▶ **Task to carry out**:
Give only the number of lines in the records that include "where".

Saved data entries:
★ ★ ★ ★ ★
impl SettlementNode {
    /// Create a new settlement node with empty ledgers (genesis state)
    pub async fn new(config: SettlementNodeConfig) -> EngineResult<Self> {
        info!("Initializing settlement node");

        let ledger = Arc::new(CustodyLedger::new());
        let outbox = Arc::new(EventOutbox::new());
        let escrow = Arc::new(EscrowEngine::new(
            config.escrow,
            ledger.clone(),
            outbox.clone(),
        ));
        let reputation = Arc::new(ReputationLedger::new(config.reputation, outbox.clone()));
        let staking = Arc::new(StakingPool::new(config.staking, ledger.clone()));

        if config.rewards_reserve > 0 {
            ledger
                .deposit(REWARDS_RESERVE_ACCOUNT, config.rewards_reserve)
                .await?;
        }

        info!("Settlement node initialized");

        Ok(Self {
            ledger,
            escrow,
            reputation,
            staking,
            outbox,
        })
    }

    /// Credit a participant's balance from outside the engine
    pub async fn deposit(&self, participant: &str, amount: i64) -> EngineResult<i64> {
        self.ledger.deposit(participant, amount).await
    }

    /// Free balance of a participant
    pub async fn balance_of(&self, participant: &str) -> i64 {
        self.ledger.balance_of(participant).await
    }

    /// Create a new service, locking its total amount into custody
    pub async fn create_service(&self, request: CreateServiceRequest) -> EngineResult<Service> {
        let service = self.escrow.create_service(request).await?;
        self.reputation.record_job_started(&service.contractor).await;
        Ok(service)
    }

    /// Start a milestone (contractor)
    pub async fn start_milestone(
        &self,
        caller: &str,
        service_id: ServiceId,
        index: usize,
    ) -> EngineResult<Milestone> {
        self.escrow.start_milestone(caller, service_id, index).await
    }

    /// Mark a milestone's work as done (contractor)
    pub async fn complete_milestone(
        &self,
        caller: &str,
        service_id: ServiceId,
        index: usize,
    ) -> EngineResult<Milestone> {
        self.escrow
            .complete_milestone(caller, service_id, index)
            .await
    }

    /// Approve a completed milestone and release its tranche (client)
    pub async fn approve_milestone(
        &self,
        caller: &str,
        service_id: ServiceId,
        index: usize,
    ) -> EngineResult<Service> {
        let service = self.escrow.approve_milestone(caller, service_id, index).await?;
        if service.status == ServiceStatus::Completed {
            self.reputation
                .record_job_completed(&service.contractor)
                .await;
        }
        Ok(service)
    }

    /// Raise a dispute (either party)
    pub async fn raise_dispute(&self, request: RaiseDisputeRequest) -> EngineResult<Dispute> {
        self.escrow.raise_dispute(request).await
    }

    /// Resolve a dispute (configured resolver only)
    pub async fn resolve_dispute(&self, request: ResolveDisputeRequest) -> EngineResult<Service> {
        self.escrow.resolve_dispute(request).await
    }

    /// Cancel a service before work starts (client)
    pub async fn cancel_service(
        &self,
        caller: &str,
        service_id: ServiceId,
    ) -> EngineResult<Service> {
        self.escrow.cancel_service(caller, service_id).await
    }

    /// Register a contractor profile
    pub async fn register_contractor(
        &self,
        request: RegisterContractorRequest,
    ) -> EngineResult<ContractorProfile> {
        self.reputation.register_contractor(request).await
    }

    /// Submit a review for a settled service
    pub async fn submit_review(
        &self,
        service_id: ServiceId,
        request: SubmitReviewRequest,
    ) -> EngineResult<Review> {
        let service = self.escrow.get_service(service_id).await?;
        self.reputation.submit_review(&service, request).await
    }

    /// Flip a contractor profile's verification flag (platform operator)
    pub async fn set_contractor_verified(
        &self,
        contractor: &str,
        verified: bool,
    ) -> EngineResult<ContractorProfile> {
        self.reputation.set_verified(contractor, verified).await
    }

    /// Stake into the rewards pool
    pub async fn stake(&self, owner: &str, amount: i64) -> EngineResult<StakePosition> {
        self.staking.stake(owner, amount).await
    }

    /// Withdraw staked principal
    pub async fn unstake(&self, owner: &str, amount: i64) -> EngineResult<()> {
        self.staking.unstake(owner, amount).await
    }

    /// Claim accrued staking rewards
    pub async fn claim_rewards(&self, owner: &str) -> EngineResult<i64> {
        self.staking.claim_rewards(owner).await
    }

    /// Get a service by id
    pub async fn get_service(&self, service_id: ServiceId) -> EngineResult<Service> {
        self.escrow.get_service(service_id).await
    }

    /// Get a service's milestones
    pub async fn get_service_milestones(
        &self,
        service_id: ServiceId,
    ) -> EngineResult<Vec<Milestone>> {
        self.escrow.get_service_milestones(service_id).await
    }

    /// All services where the participant is the client
    pub async fn get_client_services(&self, participant: &str) -> Vec<Service> {
        self.escrow.get_client_services(participant).await
    }

    /// All services where the participant is the contractor
    pub async fn get_contractor_services(&self, participant: &str) -> Vec<Service> {
        self.escrow.get_contractor_services(participant).await
    }

    /// Get the dispute record for a service
    pub async fn get_dispute(&self, service_id: ServiceId) -> EngineResult<Dispute> {
        self.escrow.get_dispute(service_id).await
    }

    /// Get a contractor's profile
    pub async fn get_contractor_profile(
        &self,
        contractor: &str,
    ) -> EngineResult<ContractorProfile> {
        self.reputation.get_contractor_profile(contractor).await
    }

    /// Average rating for a contractor; 0.0 with no reviews
    pub async fn get_contractor_rating(&self, contractor: &str) -> f64 {
        self.reputation.get_contractor_rating(contractor).await
    }

    /// All reviews recorded for a service
    pub async fn get_service_reviews(&self, service_id: ServiceId) -> Vec<Review> {
        self.reputation.get_service_reviews(service_id).await
    }

    /// Rewards claimable right now
    pub async fn get_pending_rewards(&self, owner: &str) -> i64 {
        self.staking.get_pending_rewards(owner).await
    }

    /// Outbox entries after `after_id`, for indexer catch-up
    pub async fn get_events_since(&self, after_id: u64) -> Vec<EngineEvent> {
        self.outbox.events_since(after_id).await
    }

    /// Outbox entries concerning one service
    pub async fn get_service_events(&self, service_id: ServiceId) -> Vec<EngineEvent> {
        self.outbox.events_for_service(service_id).await
    }

    /// Audit the conservation invariants across all components
    pub async fn health_check(&self) -> NodeHealth {
        let mut issues = Vec::new();

        let total_staked = self.staking.total_staked().await;
        let positions_total = self.staking.positions_total().await;
        if total_staked != positions_total {
            issues.push(format!(
                "staking totals diverged: total_staked {} vs positions {}",
                total_staked, positions_total
            ));
        }

        let vault = self
            .ledger
            .balance_of(crate::staking_pool::POOL_VAULT_ACCOUNT)
            .await;
        if vault != total_staked {
            issues.push(format!(
                "pool vault balance {} does not cover total staked {}",
                vault, total_staked
            ));
        }

        for service in self.escrow.all_services().await {
            if service.released_amount < 0 || service.released_amount > service.total_amount {
                issues.push(format!(
                    "service {} released {} outside [0, {}]",
                    service.id, service.released_amount, service.total_amount
                ));
            }
            let held = self.ledger.held_for(service.id).await;
            let expected = if service.status.is_terminal() {
                0
            } else {
                service.remaining_amount()
            };
            if held != expected {
                issues.push(format!(
                    "service {} custody hold {} does not match expected {}",
                    service.id, held, expected
                ));
            }
        }

        NodeHealth {
            healthy: issues.is_empty(),
            issues,
            timestamp: Utc::now(),
        }
    }
}
//! Reputation Ledger - review records and rating aggregates
//!
//! This module tracks contractor profiles and the reviews submitted after a
//! service settles. Ratings are aggregated incrementally on the profile, so
//! the average is always derived from the recorded review set and a rating
//! lookup stays O(1). Pure aggregation; no money moves here.

use std::collections::{HashMap, HashSet};
use std::sync::Arc;

use chrono::Utc;
use serde::{Deserialize, Serialize};
use tokio::sync::RwLock;
use tracing::info;

use crate::error::EngineError;
use crate::event_outbox::{EventKind, EventOutbox};
use crate::models::{ContractorProfile, Review, Service, ServiceId, ServiceStatus};
use crate::EngineResult;

/// Configuration for the reputation ledger
#[derive(Debug, Clone, Serialize, Deserialize)]
pub struct ReputationLedgerConfig {
    /// Maximum review comment length in characters
    pub max_comment_len: usize,
    /// Maximum number of skills on a profile
    pub max_skills: usize,
}

impl Default for ReputationLedgerConfig {
    fn default() -> Self {
        Self {
            max_comment_len: 512,
            max_skills: 16,
        }
    }
}

/// Main reputation ledger
pub struct ReputationLedger {
    config: ReputationLedgerConfig,
    /// In-memory profile and review storage (in production, this would be a database)
    state: RwLock<LedgerState>,
    /// Outbox written on every successful commit
    outbox: Arc<EventOutbox>,
}

#[derive(Default)]
struct LedgerState {
    profiles: HashMap<String, ContractorProfile>,
    reviews: Vec<Review>,
    /// One review per (service, reviewer) pair
    reviewed: HashSet<(ServiceId, String)>,
}

/// Contractor registration request
#[derive(Debug, Clone)]
pub struct RegisterContractorRequest {
    pub contractor: String,
    pub name: String,
    pub description: String,
    pub skills: Vec<String>,
}

/// Review submission request
#[derive(Debug, Clone)]
pub struct SubmitReviewRequest {
    pub reviewer: String,
    pub reviewee: String,
    pub rating: u8,
    pub comment: String,
    /// Direction flag: true if the client is reviewing the contractor
    pub is_client: bool,
}

impl ReputationLedger {
    /// Create a new reputation ledger over a shared outbox
    pub fn new(config: ReputationLedgerConfig, outbox: Arc<EventOutbox>) -> Self {
        Self {
            config,
            state: RwLock::new(LedgerState::default()),
            outbox,
        }
    }

    /// Register a contractor profile. An identity claim: one profile per
    /// contractor, ever.
    pub async fn register_contractor(
        &self,
        request: RegisterContractorRequest,
    ) -> EngineResult<ContractorProfile> {
        if request.contractor.trim().is_empty() {
            return Err(EngineError::validation(
                "contractor identifier cannot be empty",
            ));
        }
        if request.name.trim().is_empty() {
            return Err(EngineError::validation("profile name cannot be empty"));
        }
        if request.skills.len() > self.config.max_skills {
            return Err(EngineError::validation(format!(
                "skill count {} exceeds maximum {}",
                request.skills.len(),
                self.config.max_skills
            )));
        }

        let mut state = self.state.write().await;
        if state.profiles.contains_key(&request.contractor) {
            return Err(EngineError::AlreadyRegistered {
                contractor: request.contractor,
            });
        }

        let profile = ContractorProfile::new(
            request.contractor.clone(),
            request.name.clone(),
            request.description,
            request.skills,
        );
        state
            .profiles
            .insert(request.contractor.clone(), profile.clone());

        self.outbox
            .record(EventKind::ContractorRegistered {
                contractor: request.contractor.clone(),
                name: request.name,
            })
            .await;

        info!("Registered contractor {}", request.contractor);

        Ok(profile)
    }

    /// Submit a review against a settled service. The caller passes the
    /// current service snapshot; reviews unlock only once the service is
    /// `Completed`, which prevents pre-payment coercion.
    pub async fn submit_review(
        &self,
        service: &Service,
        request: SubmitReviewRequest,
    ) -> EngineResult<Review> {
        if !(1..=5).contains(&request.rating) {
            return Err(EngineError::validation(format!(
                "rating {} is outside [1, 5]",
                request.rating
            )));
        }
        if request.comment.len() > self.config.max_comment_len {
            return Err(EngineError::validation(format!(
                "comment length {} exceeds maximum {}",
                request.comment.len(),
                self.config.max_comment_len
            )));
        }
        if service.status != ServiceStatus::Completed {
            return Err(EngineError::invalid_service_state(
                service.id,
                service.status,
                "submit_review",
            ));
        }
        if !service.is_participant(&request.reviewer) {
            return Err(EngineError::not_authorized(
                "submit_review",
                "client or contractor",
                request.reviewer,
            ));
        }
        if service.counterparty(&request.reviewer) != Some(request.reviewee.as_str()) {
            return Err(EngineError::validation(
                "reviewee must be the other participant of the service",
            ));
        }
        if request.is_client != (request.reviewer == service.client) {
            return Err(EngineError::validation(
                "direction flag does not match the caller's role",
            ));
        }

        let mut state = self.state.write().await;
        let key = (service.id, request.reviewer.clone());
        if state.reviewed.contains(&key) {
            return Err(EngineError::DuplicateReview {
                service_id: service.id,
                reviewer: request.reviewer,
            });
        }

        let review = Review::new(
            service.id,
            request.reviewer,
            request.reviewee.clone(),
            request.rating,
            request.comment,
            request.is_client,
        );

        state.reviewed.insert(key);
        state.reviews.push(review.clone());
        if request.is_client {
            if let Some(profile) = state.profiles.get_mut(&request.reviewee) {
                profile.record_review(request.rating);
            }
        }

        self.outbox
            .record(EventKind::ReviewSubmitted {
                service_id: review.service_id,
                reviewer: review.reviewer.clone(),
                reviewee: review.reviewee.clone(),
                rating: review.rating,
            })
            .await;

        info!(
            "Recorded review for service {} (rating {})",
            review.service_id, review.rating
        );

        Ok(review)
    }

    /// Average rating for a contractor; 0.0 when no reviews (or no profile) exist
    pub async fn get_contractor_rating(&self, contractor: &str) -> f64 {
        self.state
            .read()
            .await
            .profiles
            .get(contractor)
            .map(|profile| profile.average_rating())
            .unwrap_or(0.0)
    }

    /// Get a contractor's profile
    pub async fn get_contractor_profile(
        &self,
        contractor: &str,
    ) -> EngineResult<ContractorProfile> {
        self.state
            .read()
            .await
            .profiles
            .get(contractor)
            .cloned()
            .ok_or_else(|| EngineError::not_found("contractor profile", contractor))
    }

    /// All reviews recorded for a service
    pub async fn get_service_reviews(&self, service_id: ServiceId) -> Vec<Review> {
        self.state
            .read()
            .await
            .reviews
            .iter()
            .filter(|review| review.service_id == service_id)
            .cloned()
            .collect()
    }

    /// Bump the job counter when a service is created against a registered
    /// contractor
    pub async fn record_job_started(&self, contractor: &str) {
        let mut state = self.state.write().await;
        if let Some(profile) = state.profiles.get_mut(contractor) {
            profile.total_jobs += 1;
            profile.updated_at = Utc::now();
        }
    }

    /// Bump the completion counter when a service settles through the full
    /// approval path
    pub async fn record_job_completed(&self, contractor: &str) {
        let mut state = self.state.write().await;
        if let Some(profile) = state.profiles.get_mut(contractor) {
            profile.completed_jobs += 1;
            profile.updated_at = Utc::now();
        }
    }

    /// Platform-operator surface: flip a profile's verification flag
    pub async fn set_verified(
        &self,
        contractor: &str,
        verified: bool,
    ) -> EngineResult<ContractorProfile> {
        let mut state = self.state.write().await;
        let profile = state
            .profiles
            .get_mut(contractor)
            .ok_or_else(|| EngineError::not_found("contractor profile", contractor))?;
        profile.is_verified = verified;
        profile.updated_at = Utc::now();
        Ok(profile.clone())
    }
}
★ ★ ★ ★ ★
▶ **Answer box**:
2